Karl O. Knausgaard published A Time for Everything in Norwegian back in 2004. The non-profit, noble-minded Archipelago Books of Brooklyn published James Anderson's English translation five years later. Personally, I would certainly hate to have the job of summarizing or categorizing Knausgaard's vivid, digressive history of angels from the creation of the world up to the present day. And anyway, no great book is really "about" what the plot is about. The Archipelago web site reproduces a review by that estimable Renaissance scholar Ingrid D. Rowland. She does a bold and successful job, I think, of telling people what is up with this story.
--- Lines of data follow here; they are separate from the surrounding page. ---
//! Configuration management subsystem.
//!
//! # Data Flow
//! ```text
//! config file (TOML)
//!     → loader.rs (select table by key, deserialize)
//!     → validation.rs (semantic checks)
//!     → ServerConfig (validated)
//!     → Container / Component
//!
//! On file change:
//!     watcher.rs detects change
//!     → loader.rs loads new config
//!     → AccessLogCapture::follow applies the body-capture toggles
//! ```
//!
//! # Design Decisions
//! - Everything except the access-log capture toggles is fixed once the
//!   component is initialized
//! - All fields have defaults to allow minimal configs
//! - Validation separates syntactic (serde) from semantic checks

pub mod loader;
pub mod schema;
pub mod validation;
pub mod watcher;

pub use loader::{load_config, ConfigError};
pub use schema::{AccessLogCapture, CaptureFlags, ServerConfig};
pub use watcher::ConfigWatcher;
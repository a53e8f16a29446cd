//! Server spans with a registered tracer provider.

use axum::body::Body;
use axum::extract::Request;
use axum::http::StatusCode;
use opentelemetry_sdk::trace::SdkTracerProvider;
use tower::ServiceExt;

use rest_server::http::{Container, RequestContext};
use rest_server::observability::{is_global_tracer_registered, register_tracer_provider};
use rest_server::ServerConfig;

async fn traced(ctx: RequestContext) -> String {
    ctx.trace_context()
        .map(|trace| trace.trace_id())
        .unwrap_or_default()
}

#[tokio::test]
async fn trace_id_is_reported_in_header() {
    register_tracer_provider(SdkTracerProvider::builder().build());
    assert!(is_global_tracer_registered());

    let mut container = Container::with_config(ServerConfig {
        trace_id_header: "x-trace-id".into(),
        ..ServerConfig::default()
    });
    container.get("/traced", traced).unwrap();
    container.get("/broken", || async { StatusCode::BAD_GATEWAY }).unwrap();
    let router = container.build().router();

    let request = Request::builder().uri("/traced").body(Body::empty()).unwrap();
    let response = router.clone().oneshot(request).await.unwrap();
    assert_eq!(response.status(), StatusCode::OK);
    let header = response.headers()["x-trace-id"].to_str().unwrap().to_string();
    assert_eq!(header.len(), 32);

    let body = axum::body::to_bytes(response.into_body(), usize::MAX).await.unwrap();
    assert_eq!(body, header.as_bytes());

    let request = Request::builder().uri("/broken").body(Body::empty()).unwrap();
    let response = router.oneshot(request).await.unwrap();
    assert_eq!(response.status(), StatusCode::BAD_GATEWAY);
    assert!(response.headers().contains_key("x-trace-id"));
}

#[tokio::test]
async fn propagated_parent_keeps_trace_id() {
    opentelemetry::global::set_text_map_propagator(
        opentelemetry_sdk::propagation::TraceContextPropagator::new(),
    );
    register_tracer_provider(SdkTracerProvider::builder().build());

    let mut container = Container::new();
    container.get("/traced", traced).unwrap();
    let router = container.build().router();

    let request = Request::builder()
        .uri("/traced")
        .header("traceparent", "00-4bf92f3577b34da6a3ce929d0e0e4736-00f067aa0ba902b7-01")
        .body(Body::empty())
        .unwrap();
    let response = router.oneshot(request).await.unwrap();
    assert_eq!(
        response.headers()["x-trace-id"],
        "4bf92f3577b34da6a3ce929d0e0e4736"
    );
}
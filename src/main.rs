//! Demo server.
//!
//! Serves a small API through the component and its interceptors:
//!
//! ```text
//! GET  /hello          greeting with the resolved client IP
//! POST /echo           decodes JSON or MessagePack and writes it back
//! GET  /slow?ms=N      sleeps N ms, giving up at the request deadline
//! GET  /panic          panics; answered 500 by the recovery interceptor
//! GET  /ws             WebSocket echo
//! ```
//!
//! With `--config`, settings come from the table at `--key` of a TOML file,
//! and body capture for the access log follows edits to that file.

use std::path::PathBuf;
use std::time::Duration;

use axum::extract::ws::Message;
use axum::http::{HeaderValue, Method, StatusCode};
use axum::response::{IntoResponse, Response};
use clap::Parser;
use serde::Deserialize;
use serde_json::json;

use rest_server::config::ConfigWatcher;
use rest_server::http::{Container, FilterContext, RequestContext, UpgradeError, WebSocketConn};
use rest_server::lifecycle::{self, Shutdown};
use rest_server::observability::{init_logging, init_metrics};

#[derive(Parser, Debug)]
#[command(name = "rest-server", about = "Demo HTTP server component")]
struct Args {
    /// TOML config file.
    #[arg(short, long)]
    config: Option<PathBuf>,

    /// Table of the config file holding the server settings.
    #[arg(short, long, default_value = "server.http")]
    key: String,

    /// Port used when no config file is given.
    #[arg(short, long, default_value_t = 9090)]
    port: u16,

    /// Prometheus scrape address, e.g. 127.0.0.1:9100.
    #[arg(long)]
    metrics_addr: Option<std::net::SocketAddr>,

    /// Log as JSON lines.
    #[arg(long)]
    json_logs: bool,

    /// Seconds allowed for in-flight requests at shutdown.
    #[arg(long, default_value_t = 10)]
    grace_secs: u64,
}

#[derive(Debug, Deserialize)]
struct SlowQuery {
    #[serde(default)]
    ms: u64,
}

#[tokio::main]
async fn main() -> Result<(), Box<dyn std::error::Error>> {
    let args = Args::parse();
    init_logging("rest_server=info,access=info", args.json_logs)?;

    tracing::info!("rest-server v{} starting", env!("CARGO_PKG_VERSION"));

    if let Some(addr) = args.metrics_addr {
        init_metrics(addr)?;
    }

    let mut container = match &args.config {
        Some(path) => Container::load(path, &args.key)?,
        None => Container::new().with_name("demo").with_port(args.port),
    };
    let capture = container.config().access_log_capture.clone();

    let websocket = container.websocket();
    container
        .get("/hello", hello)?
        .post("/echo", echo)?
        .get("/slow", slow)?
        .get("/panic", explode)?
        .get("/ws", move |ctx: RequestContext| {
            let websocket = websocket.clone();
            async move { websocket.upgrade(ctx, echo_socket).await }
        })?;
    container.filter(served_by);

    let component = lifecycle::prepare(container, |component| {
        component.register_route_comment(Method::GET, "/hello", "greeting");
        component.register_route_comment(Method::POST, "/echo", "codec round trip");
        component.register_route_comment(Method::GET, "/ws", "websocket echo");
    })?;

    // Dropping the watcher stops it, so it lives until main returns.
    let _watcher = match &args.config {
        Some(path) => {
            let (watcher, updates) = ConfigWatcher::new(path, &args.key);
            tokio::spawn(capture.follow(updates));
            Some(watcher.run()?)
        }
        None => None,
    };

    let shutdown = Shutdown::new();
    shutdown.trigger_on_signal();
    lifecycle::run(component, &shutdown, Duration::from_secs(args.grace_secs)).await?;

    tracing::info!("Shutdown complete");
    Ok(())
}

async fn hello(mut ctx: RequestContext) -> Response {
    let ip = ctx.client_ip();
    ctx.write(StatusCode::OK, &json!({ "message": "hello", "client_ip": ip }))
}

async fn echo(mut ctx: RequestContext) -> Response {
    match ctx.bind::<serde_json::Value>().await {
        Ok(value) => ctx.write(StatusCode::OK, &value),
        Err(err) => err.into_response(),
    }
}

async fn slow(ctx: RequestContext) -> Response {
    let query = match ctx.bind_query::<SlowQuery>() {
        Ok(query) => query,
        Err(err) => return err.into_response(),
    };
    let sleep = tokio::time::sleep(Duration::from_millis(query.ms));
    match ctx.deadline() {
        Some(deadline) => tokio::select! {
            _ = sleep => {}
            _ = deadline.cancelled() => return StatusCode::SERVICE_UNAVAILABLE.into_response(),
        },
        None => sleep.await,
    }
    ctx.write(StatusCode::OK, &json!({ "slept_ms": query.ms }))
}

async fn explode() -> Response {
    panic!("demo panic")
}

async fn echo_socket(conn: Result<WebSocketConn, UpgradeError>) {
    let mut conn = match conn {
        Ok(conn) => conn,
        Err(err) => {
            tracing::warn!(error = %err, "WebSocket upgrade refused");
            return;
        }
    };
    while let Some(Ok(message)) = conn.socket.recv().await {
        if matches!(message, Message::Close(_)) {
            break;
        }
        if conn.socket.send(message).await.is_err() {
            break;
        }
    }
}

async fn served_by(ctx: FilterContext) -> Response {
    let mut response = ctx.process_filter().await;
    response
        .headers_mut()
        .insert("x-served-by", HeaderValue::from_static("rest-server"));
    response
}
//! Structured logging.
//!
//! # Responsibilities
//! - Install the process-wide `tracing` subscriber
//! - Pick the level from `RUST_LOG`, falling back to the given default
//!
//! # Design Decisions
//! - JSON for production, the compact fmt layer for development
//! - Access records use the `access` target so they can be routed apart

use tracing_subscriber::{layer::SubscriberExt, util::SubscriberInitExt, EnvFilter};

/// Error returned when a global subscriber is already installed.
pub type LoggingError = tracing_subscriber::util::TryInitError;

/// Install the global subscriber. `default_directive` applies when
/// `RUST_LOG` is unset, e.g. `"rest_server=info,access=info"`.
pub fn init_logging(default_directive: &str, json: bool) -> Result<(), LoggingError> {
    let filter = EnvFilter::try_from_default_env().unwrap_or_else(|_| EnvFilter::new(default_directive));
    let registry = tracing_subscriber::registry().with(filter);

    if json {
        registry
            .with(tracing_subscriber::fmt::layer().json().flatten_event(true))
            .try_init()
    } else {
        registry.with(tracing_subscriber::fmt::layer()).try_init()
    }
}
For my part, I'll settle for the short sample paragraph below, allowing the author to speak for himself.
As we know, the actual theory of evolution was developed by Charles Darwin and published in The Origin of Species in 1859. This was a huge success in scientific terms, and to this day has completely dominated our view of living things and their history. Other theories have been pushed out into the cold. It's easy to imagine that the battle between them was fought out at the end of the nineteenth century, but this wasn't so, by then the path had already been cleared for Darwin's theory, the victory assured. To find the real struggle, one must go back to the sixteenth and seventeenth centuries. There it is harder to decipher, as the different attitudes, which to us seem like complete opposites, and totally incompatible, could then exist side by side. Not merely within one and the same culture, but within one and the same person. And because these people not only thought differently about the world than we do, but also thought differently about themselves, it's almost impossible to gain a clear picture of what they really believed. Reason and emotion, historical events and mythological episodes, hard facts and wild speculations, were all mixed up inside them. And all this, that was going on inside their heads, went on to permeate their bodies. The thoughts they thought, the heart that beat, the lungs that breathed, the hair that grew, the wounds that healed, the eyes that saw, the ears that heard, all merged together, just as they do in us, without us realizing it, just as they didn't realize it: only in retrospect does the human aspect become clear, in the form of what separates them from us. The things they thought that we don't think. The things they believed that we don't believe. The things they saw that we don't see. And from this we can draw the following conclusion: one day, in a few hundred years' time, the human race of the future will look on us in the same way. What for us is an obvious truth, something we regard as so self-evident we don't even think about it, because we can see it, it is like this, will to them be completely incomprehensible. Perhaps they'll laugh at us, perhaps just be fascinated by us, even say they have respect for us, but no matter what they say, they will end up feeling superior to us. For they know. They can see.